A multi-sensor fusion wearable that intelligently predicts and detects assault risk in real time using physiological, motion, audio, and contextual AI models.
Overview
SHEild X is an AI-driven predictive personal security wearable designed to detect and respond to potential assault situations in real time. Unlike traditional panic-button devices, SHEild X uses multi-sensor data fusion and intelligent threat modeling to autonomously evaluate risk and trigger emergency protocols without requiring manual activation.
The system integrates physiological monitoring, motion analysis, audio distress detection, and contextual awareness to compute a dynamic Threat Probability Score. Based on this score, the device initiates multi-level emergency responses ranging from silent monitoring to full emergency alerts.
Problem Statement
Current personal safety devices rely heavily on manual triggering (panic buttons), which may not be feasible in real assault situations. Victims may:
Be physically restrained
Be unable to access their phone
Experience shock or panic
Be unaware of escalating danger
Existing solutions lack predictive intelligence and real-time behavioral analysis.
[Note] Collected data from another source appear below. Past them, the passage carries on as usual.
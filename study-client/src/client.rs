//! HTTP implementation of the study backend

use std::time::Duration;

use async_trait::async_trait;
use chrono::NaiveDate;
use reqwest::{Client, Response, Url};
use serde_json::Value;

use crate::error::{ClientError, ClientResult};
use crate::traits::{ActorId, StudyBackend, StudySubmission};

// Query parameter names are fixed by the backend API.
const PARAM_USER_ID: &str = "user_id";
const PARAM_SUBJECT: &str = "disciplina";
const PARAM_TOPIC: &str = "conteudo";
const PARAM_HOURS: &str = "horas";
const PARAM_MINUTES: &str = "minutos";
const PARAM_DIFFICULTY: &str = "dificuldade";
const PARAM_PASSWORD: &str = "senha";

/// Network client for the remote study backend
pub struct HttpBackend {
    client: Client,
    base_url: Url,
}

impl HttpBackend {
    /// Create a client for `base_url` with a per-request timeout.
    pub fn new(base_url: &str, timeout: Duration) -> ClientResult<Self> {
        let mut normalized = base_url.trim().to_string();
        if !normalized.ends_with('/') {
            normalized.push('/');
        }
        let base_url =
            Url::parse(&normalized).map_err(|e| ClientError::InvalidAddress(e.to_string()))?;

        let client = Client::builder()
            .timeout(timeout)
            .default_headers({
                let mut headers = reqwest::header::HeaderMap::new();
                headers.insert(
                    reqwest::header::ACCEPT,
                    reqwest::header::HeaderValue::from_static("application/json"),
                );
                headers
            })
            .build()?;

        Ok(Self { client, base_url })
    }

    pub fn base_url(&self) -> &Url {
        &self.base_url
    }

    fn endpoint(&self, path: &str) -> ClientResult<Url> {
        self.base_url
            .join(path)
            .map_err(|e| ClientError::InvalidAddress(e.to_string()))
    }

    /// Log in and return the backend's identifier for the user.
    pub async fn login(&self, email: &str, password: &str) -> ClientResult<ActorId> {
        let response = self
            .client
            .post(self.endpoint("users/login")?)
            .query(&[("email", email), (PARAM_PASSWORD, password)])
            .send()
            .await?;
        let body: Value = check_status(response).await?.json().await?;

        extract_actor_id(&body).ok_or_else(|| {
            ClientError::InvalidData("login response did not contain a user id".to_string())
        })
    }

    /// Create an account. Returns the backend's response body.
    pub async fn register(
        &self,
        name: &str,
        email: &str,
        password: &str,
        confirmation: &str,
    ) -> ClientResult<Value> {
        let response = self
            .client
            .post(self.endpoint("users/")?)
            .query(&[
                ("nome", name),
                ("email", email),
                (PARAM_PASSWORD, password),
                ("confirma", confirmation),
            ])
            .send()
            .await?;
        Ok(check_status(response).await?.json().await?)
    }

    /// Sessions the backend recorded today.
    pub async fn today_studies(&self, actor_id: &str) -> ClientResult<Value> {
        self.get_studies("study/today", actor_id, None).await
    }

    /// Sessions recorded on `date`.
    pub async fn history_studies(&self, actor_id: &str, date: NaiveDate) -> ClientResult<Value> {
        self.get_studies("study/history", actor_id, Some(date)).await
    }

    /// Sessions the backend has scheduled for `date`.
    pub async fn schedule_studies(&self, actor_id: &str, date: NaiveDate) -> ClientResult<Value> {
        self.get_studies("study/schedule", actor_id, Some(date)).await
    }

    /// Sessions recorded in the current week.
    pub async fn week_studies(&self, actor_id: &str) -> ClientResult<Value> {
        self.get_studies("study/week", actor_id, None).await
    }

    async fn get_studies(
        &self,
        path: &str,
        actor_id: &str,
        date: Option<NaiveDate>,
    ) -> ClientResult<Value> {
        require_actor(actor_id)?;
        let mut query = vec![(PARAM_USER_ID, actor_id.to_string())];
        if let Some(date) = date {
            query.push(("date", date.format("%Y-%m-%d").to_string()));
        }

        let response = self
            .client
            .get(self.endpoint(path)?)
            .query(&query)
            .send()
            .await?;
        Ok(check_status(response).await?.json().await?)
    }
}

#[async_trait]
impl StudyBackend for HttpBackend {
    async fn submit_study(&self, submission: &StudySubmission) -> ClientResult<()> {
        require_actor(&submission.actor_id)?;

        let hours = submission.hours.to_string();
        let minutes = submission.minutes.to_string();
        let response = self
            .client
            .post(self.endpoint("study/register")?)
            .query(&[
                (PARAM_USER_ID, submission.actor_id.as_str()),
                (PARAM_SUBJECT, submission.subject.as_str()),
                (PARAM_TOPIC, submission.topic.as_str()),
                (PARAM_HOURS, hours.as_str()),
                (PARAM_MINUTES, minutes.as_str()),
                (PARAM_DIFFICULTY, submission.difficulty.as_str()),
            ])
            .send()
            .await?;
        check_status(response).await?;

        tracing::debug!(actor_id = %submission.actor_id, subject = %submission.subject, "Study submitted to backend");
        Ok(())
    }
}

fn require_actor(actor_id: &str) -> ClientResult<()> {
    if actor_id.trim().is_empty() {
        return Err(ClientError::MissingActor("user id is empty".to_string()));
    }
    Ok(())
}

async fn check_status(response: Response) -> ClientResult<Response> {
    let status = response.status();
    if status.is_success() {
        return Ok(response);
    }
    let body = response.text().await.unwrap_or_default();
    Err(ClientError::Status {
        status: status.as_u16(),
        body,
    })
}

/// Pull a user id out of a login response.
///
/// Accepts `user_id`, `userId` or `id`, as a string or number, either at the
/// top level or under a `user` object.
fn extract_actor_id(body: &Value) -> Option<ActorId> {
    for key in ["user_id", "userId", "id"] {
        match body.get(key) {
            Some(Value::String(s)) if !s.is_empty() => return Some(s.clone()),
            Some(Value::Number(n)) => return Some(n.to_string()),
            _ => {}
        }
    }
    body.get("user").and_then(extract_actor_id)
}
SHEild X addresses this gap by introducing proactive AI-based threat detection using multimodal sensor fusion.
Core Innovation
SHEild X moves beyond reactive safety systems and introduces:
Predictive threat detection
Multi-model AI architecture
Real-time risk scoring
Autonomous emergency escalation
Edge AI processing for offline reliability
The system does not rely solely on a panic button but continuously analyzes sensor data to detect abnormal or high-risk patterns.
System Architecture
1️⃣ Sensor Layer
The wearable bracelet integrates:
IMU (Accelerometer + Gyroscope) – motion and assault pattern detection
Heart Rate Sensor – physiological stress monitoring
GSR Sensor – stress response measurement
MEMS Microphone – scream and distress audio detection
GPS Module – real-time location tracking
GSM Module – independent communication system
2️⃣ AI Processing Layer
SHEild X uses a multi-model architecture:
• Physiological Stress Model
• Assault Motion Classification Model
• Audio Panic Detection Model
• Context Awareness Model
Each model independently outputs a probability score.
These outputs are combined using a Sensor Fusion Engine to generate a final Threat Probability Score.
3️⃣ Threat Scoring System
The system calculates:
Threat Score =
(Stress Score × Weight₁) +
(Motion Score × Weight₂) +
(Audio Score × Weight₃) +
(Context Score × Weight₄)
Based on the final score, the device activates:
Monitoring Mode
Silent Alert Mode
Emergency Response Mode
Multi-Level Emergency Protocol
🟢 Level 1 – Monitoring
Background recording + GPS logging
🟡 Level 2 – Silent Alert
SMS sent to emergency contacts
Live tracking enabled
🔴 Level 3 – Confirmed Emergency
Auto-call activation
Audio evidence recording
Continuous location broadcast
Edge AI & Deployment
The system is designed for embedded deployment using TinyML techniques. Lightweight neural networks and optimized ML models are deployed on the ESP32 microcontroller, ensuring:
Low latency
Offline functionality
Energy efficiency
Data privacy
Key Differentiators
Unlike conventional safety devices, SHEild X offers:
✔ Predictive detection rather than manual triggering
✔ Multi-sensor AI fusion
✔ Real-time dynamic risk scoring
✔ Autonomous response system
✔ Hybrid edge-cloud architecture
✔ Evidence generation capability
Technical Stack
Hardware:
ESP32 Microcontroller
SIM800L GSM
NEO-6M GPS
MPU6050 IMU
MAX30102 Heart Rate Sensor
MEMS Microphone
Software:
Python (Model Training)
TensorFlow / TinyML
Embedded C (Firmware)
Flutter (Mobile Application)
Firebase (Cloud Backend)
Future Scope
Personalized baseline anomaly detection
Adaptive AI weight tuning
Community-based risk heatmap
Encrypted evidence storage
Patent-ready architecture expansion
Vision
SHEild X aims to redefine personal security by transitioning from reactive alert systems to predictive AI-driven protection. By combining embedded intelligence, multimodal sensing, and autonomous emergency response, it introduces a new paradigm in wearable safety technology.